In the web 2.0 world, one social “slight” becoming increasingly evident among social networks has become the winnowing or “window-dressing” of Friends’ Lists. It’s subtle, but pervasive. One particularly cynical practice is for a new user to a social network to carpet bomb their friends’ email boxes with friend requests in the interest of getting a critical mass of friends and contacts and, by extension, links to other–ahem–more important friends and contacts. Once established the user then begins to quietly push the first batch of friends outside the herd, if you will. Indeed, de-friending has become such a common issue that a new wave of widget providers are rolling out new tools to manage this practice–secretly, of course.
To be sure, winnowing friends’ lists is to be expected in this new age of social networks. In some cases, it would be inappropriate not to allow the practice–particularly when it comes to removing an ex or former boss whose continued access to your updates and profile would be–gee, I don’t know–awkward? But I am not referring to that practice. Indeed, my comments are specifically around the ‘social climbing’ aspect of social networking. As more people use their social networking page as a business tool, this practice will only become more common.
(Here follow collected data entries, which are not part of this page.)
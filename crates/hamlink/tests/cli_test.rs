//! Integration tests for the `hamlink` CLI binary.
//!
//! Devices are served from `snmpwalk -On` dumps through `--replay`, so no
//! test touches the network or the user's configuration.
#![allow(clippy::unwrap_used)]

use std::path::{Path, PathBuf};

use assert_cmd::cargo::cargo_bin_cmd;
use predicates::prelude::*;

// ── Helpers ─────────────────────────────────────────────────────────

const LINUX: &str = "44.130.7.9";
const AP: &str = "44.130.7.1";
const STATION: &str = "44.130.7.2";

/// Build a command for the `hamlink` binary with env isolation.
///
/// Clears all `HAMLINK_*` env vars and points config and data directories
/// at a nonexistent path.
fn hamlink_cmd() -> assert_cmd::Command {
    let mut cmd = cargo_bin_cmd!("hamlink");
    cmd.env("HOME", "/tmp/hamlink-cli-test-nonexistent")
        .env("XDG_CONFIG_HOME", "/tmp/hamlink-cli-test-nonexistent")
        .env("XDG_DATA_HOME", "/tmp/hamlink-cli-test-nonexistent")
        .env("NO_COLOR", "1")
        .env_remove("RUST_LOG")
        .env_remove("HAMLINK_CONFIG")
        .env_remove("HAMLINK_COMMUNITY")
        .env_remove("HAMLINK_LOGIN_USER")
        .env_remove("HAMLINK_CACHE_DB")
        .env_remove("HAMLINK_OUTPUT");
    cmd
}

fn fixture(name: &str) -> PathBuf {
    Path::new(env!("CARGO_MANIFEST_DIR"))
        .join("tests")
        .join("fixtures")
        .join(name)
}

fn replay(address: &str, name: &str) -> String {
    format!("--replay={address}={}", fixture(name).display())
}

/// Concatenate stdout + stderr from a command output for flexible matching.
fn combined_output(output: &std::process::Output) -> String {
    let stdout = String::from_utf8_lossy(&output.stdout);
    let stderr = String::from_utf8_lossy(&output.stderr);
    format!("{stdout}{stderr}")
}

// ── Basic invocation ────────────────────────────────────────────────

#[test]
fn test_no_args_shows_help() {
    let output = hamlink_cmd().output().unwrap();
    assert_eq!(output.status.code(), Some(2), "Expected exit code 2");
    let text = combined_output(&output);
    assert!(text.contains("Usage"), "Expected 'Usage' in output:\n{text}");
}

#[test]
fn test_help_flag() {
    hamlink_cmd().arg("--help").assert().success().stdout(
        predicate::str::contains("radio")
            .and(predicate::str::contains("system"))
            .and(predicate::str::contains("link"))
            .and(predicate::str::contains("sweep")),
    );
}

#[test]
fn test_version_flag() {
    hamlink_cmd()
        .arg("--version")
        .assert()
        .success()
        .stdout(predicate::str::contains("hamlink"));
}

#[test]
fn test_completions_zsh() {
    hamlink_cmd()
        .args(["completions", "zsh"])
        .assert()
        .success()
        .stdout(predicate::str::contains("#compdef"));
}

#[test]
fn test_invalid_address_is_a_usage_error() {
    let output = hamlink_cmd().args(["system", "gw.local"]).output().unwrap();
    assert_eq!(output.status.code(), Some(2));
    assert!(combined_output(&output).contains("not an IP address"));
}

// ── Device views ────────────────────────────────────────────────────

#[test]
fn test_system_from_replay() {
    hamlink_cmd()
        .args(["--no-cache", &replay(LINUX, "linux-gw.walk"), "system", LINUX])
        .assert()
        .success()
        .stdout(
            predicate::str::contains("Linux")
                .and(predicate::str::contains("5.10.0"))
                .and(predicate::str::contains("JO62QM")),
        );
}

#[test]
fn test_system_plain_prints_model_and_version() {
    hamlink_cmd()
        .args(["--no-cache", &replay(LINUX, "linux-gw.walk"), "-o", "plain"])
        .args(["system", LINUX])
        .assert()
        .success()
        .stdout("Linux v5.10.0\n");
}

#[test]
fn test_interfaces_plain_lists_names() {
    hamlink_cmd()
        .args(["--no-cache", &replay(LINUX, "linux-gw.walk"), "-o", "plain"])
        .args(["interfaces", LINUX])
        .assert()
        .success()
        .stdout("ether1\nwlan1\n");
}

#[test]
fn test_peers_json_reports_registration() {
    let output = hamlink_cmd()
        .args(["--no-cache", &replay(AP, "mikrotik-ap.walk"), "-o", "json"])
        .args(["peers", AP])
        .output()
        .unwrap();
    assert!(output.status.success(), "{}", combined_output(&output));
    let peers: serde_json::Value = serde_json::from_slice(&output.stdout).unwrap();
    assert_eq!(peers[0]["remote_mac"], "02:00:5e:10:00:b1");
    assert_eq!(peers[0]["rx_signal"], -58.0);
    assert_eq!(peers[0]["link_uptime_secs"], 1200);
}

#[test]
fn test_bgp_over_snmp_is_unsupported() {
    let output = hamlink_cmd()
        .args(["--no-cache", &replay(LINUX, "linux-gw.walk"), "bgp", LINUX])
        .output()
        .unwrap();
    assert_eq!(output.status.code(), Some(5), "{}", combined_output(&output));
}

#[test]
fn test_unreachable_device_times_out() {
    let output = hamlink_cmd()
        .args(["--no-cache", &replay(LINUX, "linux-gw.walk"), "system", "44.130.7.77"])
        .output()
        .unwrap();
    assert_eq!(output.status.code(), Some(8), "{}", combined_output(&output));
    assert!(combined_output(&output).contains("44.130.7.77"));
}

// ── Links ───────────────────────────────────────────────────────────

#[test]
fn test_link_correlates_both_ends() {
    let output = hamlink_cmd()
        .args([
            "--no-cache",
            &replay(AP, "mikrotik-ap.walk"),
            &replay(STATION, "mikrotik-station.walk"),
            "-o",
            "json",
        ])
        .args(["link", AP, STATION])
        .output()
        .unwrap();
    assert!(output.status.success(), "{}", combined_output(&output));
    let links: serde_json::Value = serde_json::from_slice(&output.stdout).unwrap();
    assert_eq!(links.as_array().unwrap().len(), 1);
    assert_eq!(links[0]["rx_level_1at2"], -58.0);
    assert_eq!(links[0]["rx_level_2at1"], -63.0);
    assert_eq!(links[0]["interface_name1"], "wlan1");
    assert_eq!(links[0]["side_of_access_point"], 1);
}

#[test]
fn test_link_requires_a_far_end() {
    let output = hamlink_cmd().args(["link", AP]).output().unwrap();
    assert_eq!(output.status.code(), Some(2));
}

// ── Cache ───────────────────────────────────────────────────────────

#[test]
fn test_cache_roundtrip_and_invalidate() {
    let dir = tempfile::tempdir().unwrap();
    let db = dir.path().join("cache.db");
    let db_arg = format!("--cache-db={}", db.display());

    hamlink_cmd()
        .args([db_arg.as_str(), &replay(LINUX, "linux-gw.walk"), "system", LINUX])
        .assert()
        .success();

    let output = hamlink_cmd()
        .args([db_arg.as_str(), "-o", "json", "cache", "stats"])
        .output()
        .unwrap();
    assert!(output.status.success(), "{}", combined_output(&output));
    let stats: serde_json::Value = serde_json::from_slice(&output.stdout).unwrap();
    assert_eq!(stats["unique_entries"], 1);
    assert_eq!(stats["with_system_data"], 1);

    hamlink_cmd()
        .args([db_arg.as_str(), "cache", "invalidate", LINUX, "--dry-run"])
        .assert()
        .success()
        .stdout(predicate::str::contains("Would remove 1 cache entry"));

    // Without --yes and without a terminal the deletion is refused.
    let output = hamlink_cmd()
        .args([db_arg.as_str(), "cache", "invalidate", LINUX])
        .output()
        .unwrap();
    assert_eq!(output.status.code(), Some(2));
    assert!(combined_output(&output).contains("requires confirmation"));

    hamlink_cmd()
        .args([db_arg.as_str(), "-y", "cache", "invalidate", LINUX])
        .assert()
        .success()
        .stdout(predicate::str::contains("Removed 1 cache entry"));

    hamlink_cmd()
        .args([db_arg.as_str(), "-o", "plain", "cache", "stats"])
        .assert()
        .success()
        .stdout("0\n");
}

#[test]
fn test_cache_purge_dry_run_on_empty_cache() {
    let dir = tempfile::tempdir().unwrap();
    let db_arg = format!("--cache-db={}", dir.path().join("cache.db").display());
    hamlink_cmd()
        .args([db_arg.as_str(), "cache", "purge", "--older-than", "1day", "--dry-run"])
        .assert()
        .success()
        .stdout(predicate::str::contains("Would remove 0 cache entries"));
}

// ── Sweep ───────────────────────────────────────────────────────────

#[test]
fn test_sweep_without_links_fails() {
    hamlink_cmd()
        .args(["--no-cache", "sweep", "--once"])
        .assert()
        .failure()
        .stderr(predicate::str::contains("No links configured"));
}

#[test]
fn test_sweep_once_polls_configured_links() {
    let dir = tempfile::tempdir().unwrap();
    let config = dir.path().join("config.toml");
    std::fs::write(
        &config,
        format!(
            "[[links]]\nname = \"db0abc-db0xyz\"\na = \"{AP}\"\nb = [\"{STATION}\"]\n\n\
             [[links]]\nname = \"dead\"\na = \"44.130.7.50\"\nb = [\"44.130.7.51\"]\n"
        ),
    )
    .unwrap();

    let output = hamlink_cmd()
        .args([
            &format!("--config={}", config.display()),
            "--no-cache",
            &replay(AP, "mikrotik-ap.walk"),
            &replay(STATION, "mikrotik-station.walk"),
            "-o",
            "json",
            "sweep",
            "--once",
        ])
        .output()
        .unwrap();
    assert!(output.status.success(), "{}", combined_output(&output));
    let results: serde_json::Value = serde_json::from_slice(&output.stdout).unwrap();
    let results = results.as_array().unwrap();
    assert_eq!(results.len(), 2);

    let ok = results.iter().find(|r| r["name"] == "db0abc-db0xyz").unwrap();
    assert_eq!(ok["details"]["details"][0]["rx_level_1at2"], -58.0);
    let dead = results.iter().find(|r| r["name"] == "dead").unwrap();
    assert!(dead["error"].as_str().unwrap().contains("44.130.7.50"));
}

// ── Config ──────────────────────────────────────────────────────────

#[test]
fn test_config_show_no_config() {
    hamlink_cmd()
        .args(["config", "show"])
        .assert()
        .success()
        .stdout(predicate::str::contains("[query]"));
}

#[test]
fn test_config_path_honours_flag() {
    hamlink_cmd()
        .args(["--config", "/tmp/somewhere/hamlink.toml", "config", "path"])
        .assert()
        .success()
        .stdout("/tmp/somewhere/hamlink.toml\n");
}

#[test]
fn test_config_show_redacts_password() {
    let dir = tempfile::tempdir().unwrap();
    let config = dir.path().join("config.toml");
    std::fs::write(&config, "[query]\nlogin_user = \"monitor\"\nlogin_password = \"hunter2\"\n")
        .unwrap();
    hamlink_cmd()
        .args([&format!("--config={}", config.display()), "config", "show"])
        .assert()
        .success()
        .stdout(predicate::str::contains("hunter2").not());
}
Two independent consultants who work with the tech start-up community confessed to me recently that they window dress their LinkedIn and Facebook pages quite regularly. Their rationale? A lot of their business comes from other VCs and successful entrepreneurs, so they felt that as they were Googled and Facebooked and LinkenIn’d by prospective employers, they wanted those prospective employers to see an impressive array of bold-faced silicon valley VC and CEO names…not crazy Uncle Leo. As such, these advisors strategically “friended” every tech industry notable, bold-faced or not, that they came across in the hope that they might be able to get to other, even more notable, bold-faced “friends” through that contact.
Cynical as it may appear, the practice of window-dressing friends has been going on since time immemorial. People were quietly dropped off the Holiday card lists, return calls to unwanted parties–when returned at all, that is–were strategically timed in order to get voicemail, messages were conveniently lost by the maid, or the new admin, or due to “bad cell coverage.” We are all, to a certain extent, judged by the company we keep. Guilt by association, if you will. What web 2.0 social networks have done is simply take all the subtlety out of it. Furthermore, truth be told, we all do it to a certain extent. Next time you open your Facebook or MySpace or LinkedIn profile, chances are excellent that you’ve got a few friend requests sitting in your in-box aging like a fine wine. You are not ready to archive them quite yet, but you are not ready to admit them to the party either lest they make an ass of themselves once inside, put wine glasses down on your expensive stereo equipment, and generally embarrass you. So, they stand there behind that red velvet rope, waiting for your decision. I say, admit just about everyone whose call you’d return in normal circumstances. If they don’t merit that level of “friendship”, then listing them as a friend at all rather distorts the entire concept.